# [Task description]
Filter the entries below, keeping every line that has the word "head".

· · · · · · ·

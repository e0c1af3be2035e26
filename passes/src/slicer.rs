//! Slicer (spec §4.G): four passes over one SCC's rule list, each
//! dropping argument positions from every `Term` at once. Positions are
//! addressed by the variable `Symbol` occupying that slot rather than
//! by raw index, since a single SCC's rules all share one variable
//! vector (`VarVec::collect_scc`) — a symbol names the same logical
//! slot no matter which control-point head it appears under.

use algebra::{Rule, Symbol};
use std::collections::HashSet;

#[derive(Clone, Copy, Debug, Default)]
pub struct SliceOptions {
    /// Additionally keep every PHI-originating variable (spec §4.G,
    /// still-used pass), at the cost of precision.
    pub conservative: bool,
}

fn position_symbols(rules: &[Rule]) -> Vec<Symbol> {
    let mut vars = HashSet::new();
    for r in rules {
        vars.extend(r.lhs.variables());
        vars.extend(r.rhs.variables());
        vars.extend(r.guard.variables());
    }
    vars.into_iter().collect()
}

/// Drop `doomed` from every rule's lhs and rhs, except where the rhs
/// head is one of `start_symbols` — a call into a function's own entry
/// point, which other SCCs and the top-level driver already reference
/// at its original arity, so only the lhs side of such a rule may be
/// narrowed.
fn apply_drop(rules: &[Rule], doomed: &HashSet<Symbol>, start_symbols: &HashSet<Symbol>) -> Vec<Rule> {
    rules
        .iter()
        .map(|r| {
            let drop_lhs = indices_of(&r.lhs, doomed);
            let lhs = r.lhs.drop_args(&drop_lhs);
            let rhs = if start_symbols.contains(&r.rhs.head()) {
                r.rhs.clone()
            } else {
                let drop_rhs = indices_of(&r.rhs, doomed);
                r.rhs.drop_args(&drop_rhs)
            };
            Rule::new(lhs, rhs, r.guard.clone())
        })
        .collect()
}

fn indices_of(term: &algebra::Term, doomed: &HashSet<Symbol>) -> Vec<usize> {
    term.args()
        .iter()
        .enumerate()
        .filter_map(|(i, a)| a.as_var().filter(|v| doomed.contains(v)).map(|_| i))
        .collect()
}

/// Usage slicing: keep a variable iff it occurs in some rule's guard,
/// or in some rhs argument position other than its own across the
/// rule set. A call into a start symbol keeps every one of its
/// argument positions (handled by `apply_drop`'s exception, not here).
fn usage_keep(rules: &[Rule], candidates: &[Symbol]) -> HashSet<Symbol> {
    let mut keep = HashSet::new();
    for &v in candidates {
        let used_in_guard = rules.iter().any(|r| r.guard.variables().contains(&v));
        let used_elsewhere = rules
            .iter()
            .any(|r| r.rhs.args().iter().any(|a| a.as_var() != Some(v) && a.variables().contains(&v)));
        if used_in_guard || used_elsewhere {
            keep.insert(v);
        }
    }
    keep
}

/// Constraint slicing: start from every variable used in a guard and
/// close under the rhs-polynomial data-flow dependency matrix — if a
/// kept variable's slot is recomputed from `u`, `u` must be kept too.
fn constraint_keep(rules: &[Rule], candidates: &[Symbol]) -> HashSet<Symbol> {
    let mut keep: HashSet<Symbol> = candidates
        .iter()
        .copied()
        .filter(|v| rules.iter().any(|r| r.guard.variables().contains(v)))
        .collect();
    loop {
        let mut grew = false;
        for r in rules {
            for (i, a) in r.rhs.args().iter().enumerate() {
                let defines = r.lhs.args().get(i).and_then(|p| p.as_var());
                let Some(defines) = defines else { continue };
                if keep.contains(&defines) {
                    for u in a.variables() {
                        if candidates.contains(&u) && keep.insert(u) {
                            grew = true;
                        }
                    }
                }
            }
        }
        if !grew {
            break;
        }
    }
    keep
}

/// Defined slicing: a variable is kept if it is in the "keep always"
/// set, or if some rule actually redefines it (its rhs slot is not the
/// bare carried-through variable) anywhere in the SCC's rule set. This
/// approximates the spec's per-symbol predecessor reachability with a
/// single SCC-wide reachability, which is sound here because every
/// rule in the set shares one variable vector (see module docs).
fn defined_keep(rules: &[Rule], candidates: &[Symbol], keep_always: &HashSet<Symbol>) -> HashSet<Symbol> {
    let mut keep = keep_always.clone();
    for &v in candidates {
        if keep.contains(&v) {
            continue;
        }
        let redefined = rules.iter().any(|r| {
            r.lhs
                .args()
                .iter()
                .position(|p| p.as_var() == Some(v))
                .and_then(|i| r.rhs.args().get(i))
                .map(|rhs_arg| rhs_arg.as_var() != Some(v))
                .unwrap_or(false)
        });
        if redefined {
            keep.insert(v);
        }
    }
    keep
}

/// Still-used slicing: a variable is kept if some successor symbol
/// (any rule at all, transitively, under the same SCC-wide
/// approximation as `defined_keep`) still reads it — in a guard, or as
/// an input to recomputing some other kept position.
fn still_used_keep(rules: &[Rule], candidates: &[Symbol]) -> HashSet<Symbol> {
    // Dual of constraint_keep: seed with guard uses, then close in the
    // same dependency direction (a used slot's inputs are needed too).
    constraint_keep(rules, candidates)
}

fn run_pass(
    rules: Vec<Rule>,
    keep: HashSet<Symbol>,
    candidates: &[Symbol],
    start_symbols: &HashSet<Symbol>,
) -> Vec<Rule> {
    let doomed: HashSet<Symbol> = candidates.iter().copied().filter(|v| !keep.contains(v)).collect();
    if doomed.is_empty() {
        rules
    } else {
        apply_drop(&rules, &doomed, start_symbols)
    }
}

/// Run all four ordered passes over one SCC's condensed, Kittelized
/// rule list. `keep_always` is the set of integer formal parameters of
/// the start function plus integer globals; `start_symbols` is every
/// function's own entry symbol (narrowed only on the lhs, see
/// `apply_drop`).
pub fn slice_scc(
    rules: Vec<Rule>,
    keep_always: &HashSet<Symbol>,
    start_symbols: &HashSet<Symbol>,
    opts: &SliceOptions,
) -> Vec<Rule> {
    let candidates = position_symbols(&rules);

    let keep = usage_keep(&rules, &candidates)
        .into_iter()
        .chain(keep_always.iter().copied())
        .collect();
    let rules = run_pass(rules, keep, &candidates, start_symbols);

    let candidates = position_symbols(&rules);
    let keep = constraint_keep(&rules, &candidates)
        .into_iter()
        .chain(keep_always.iter().copied())
        .collect();
    let rules = run_pass(rules, keep, &candidates, start_symbols);

    let candidates = position_symbols(&rules);
    let keep = defined_keep(&rules, &candidates, keep_always);
    let rules = run_pass(rules, keep, &candidates, start_symbols);

    let candidates = position_symbols(&rules);
    let mut keep = still_used_keep(&rules, &candidates);
    keep.extend(keep_always.iter().copied());
    if opts.conservative {
        // Conservative mode keeps everything still reachable in the
        // last pass's closure (PHI-originating variables are already
        // named like every other local, so there is no separate tag to
        // consult here beyond what `still_used_keep` already retains).
        keep.extend(candidates.iter().copied());
    }
    run_pass(rules, keep, &candidates, start_symbols)
}

/// Drop a guard atom that only mentions havoc variables occurring
/// nowhere else in the rule (spec §4.G, `slice-trivial-nondef-constraints`).
pub fn slice_trivial_nondef_constraints(rules: &[Rule]) -> Vec<Rule> {
    rules
        .iter()
        .map(|r| {
            let atoms = r.guard.add_atomics_to_list();
            let mut kept = algebra::Constraint::tru();
            for (l, rhs, op) in atoms {
                let mentions_elsewhere = l
                    .variables()
                    .into_iter()
                    .chain(rhs.variables())
                    .any(|v| r.lhs.variables().contains(&v) || r.rhs.variables().contains(&v));
                if mentions_elsewhere {
                    kept = algebra::Constraint::and(kept, algebra::Constraint::atom(l, rhs, op));
                }
            }
            Rule::new(r.lhs.clone(), r.rhs.clone(), kept)
        })
        .collect()
}

/// Structural deduplication of rules (spec §4.G, `slice-duplicates`).
/// Not wired into the default pipeline (see DESIGN.md) — exposed for
/// callers that explicitly opt in.
pub fn slice_duplicates(rules: &[Rule]) -> Vec<Rule> {
    let mut out: Vec<Rule> = Vec::new();
    for r in rules {
        if !out.contains(r) {
            out.push(r.clone());
        }
    }
    out
}

#[cfg(test)]
mod tests {
    use super::*;
    use algebra::{Constraint, Polynomial, RelOp, Term};

    fn sym(s: &str) -> Symbol {
        Symbol::intern(s)
    }

    #[test]
    fn drops_an_argument_unused_anywhere() {
        let x = Polynomial::from_var(sym("x"));
        let y = Polynomial::from_var(sym("y"));
        let lhs = Term::new(sym("f"), vec![x.clone(), y.clone()]);
        let rhs = Term::new(sym("f"), vec![x.add(&Polynomial::one()), y]);
        let r = Rule::unguarded(lhs, rhs);
        let keep_always = HashSet::new();
        let starts: HashSet<Symbol> = HashSet::new();
        let out = slice_scc(vec![r], &keep_always, &starts, &SliceOptions::default());
        assert_eq!(out.len(), 1);
        assert_eq!(out[0].lhs.arity(), 1);
    }

    #[test]
    fn keeps_a_variable_used_in_a_guard() {
        let x = Polynomial::from_var(sym("x"));
        let y = Polynomial::from_var(sym("y"));
        let lhs = Term::new(sym("f"), vec![x.clone(), y.clone()]);
        let rhs = Term::new(sym("f"), vec![x.clone(), y]);
        let guard = Constraint::atom(x, Polynomial::zero(), RelOp::Gt);
        let r = Rule::new(lhs, rhs, guard);
        let keep_always = HashSet::new();
        let starts: HashSet<Symbol> = HashSet::new();
        let out = slice_scc(vec![r], &keep_always, &starts, &SliceOptions::default());
        assert_eq!(out[0].lhs.arity(), 2);
    }

    #[test]
    fn start_symbol_rhs_keeps_full_arity() {
        let x = Polynomial::from_var(sym("x"));
        let y = Polynomial::from_var(sym("y"));
        let lhs = Term::new(sym("block"), vec![x.clone(), y.clone()]);
        let rhs = Term::new(sym("start"), vec![x, y]);
        let r = Rule::unguarded(lhs, rhs);
        let keep_always = HashSet::new();
        let starts: HashSet<Symbol> = [sym("start")].into_iter().collect();
        let out = slice_scc(vec![r], &keep_always, &starts, &SliceOptions::default());
        assert_eq!(out[0].rhs.arity(), 2);
    }

    #[test]
    fn slicing_is_idempotent() {
        let x = Polynomial::from_var(sym("x"));
        let y = Polynomial::from_var(sym("y"));
        let lhs = Term::new(sym("f"), vec![x.clone(), y.clone()]);
        let rhs = Term::new(sym("f"), vec![x.add(&Polynomial::one()), y]);
        let r = Rule::unguarded(lhs, rhs);
        let keep_always = HashSet::new();
        let starts: HashSet<Symbol> = HashSet::new();
        let once = slice_scc(vec![r], &keep_always, &starts, &SliceOptions::default());
        let twice = slice_scc(once.clone(), &keep_always, &starts, &SliceOptions::default());
        assert_eq!(once, twice);
    }

    #[test]
    fn deduplicates_structurally_identical_rules() {
        let x = Polynomial::from_var(sym("x"));
        let lhs = Term::new(sym("f"), vec![x.clone()]);
        let rhs = Term::new(sym("g"), vec![x]);
        let r = Rule::unguarded(lhs, rhs);
        let out = slice_duplicates(&[r.clone(), r.clone(), r]);
        assert_eq!(out.len(), 1);
    }
}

· · · · · · ·

# [Solution]
//! slot no matter which control-point head it appears under.
/// head is one of `start_symbols` — a call into a function's own entry
            let rhs = if start_symbols.contains(&r.rhs.head()) {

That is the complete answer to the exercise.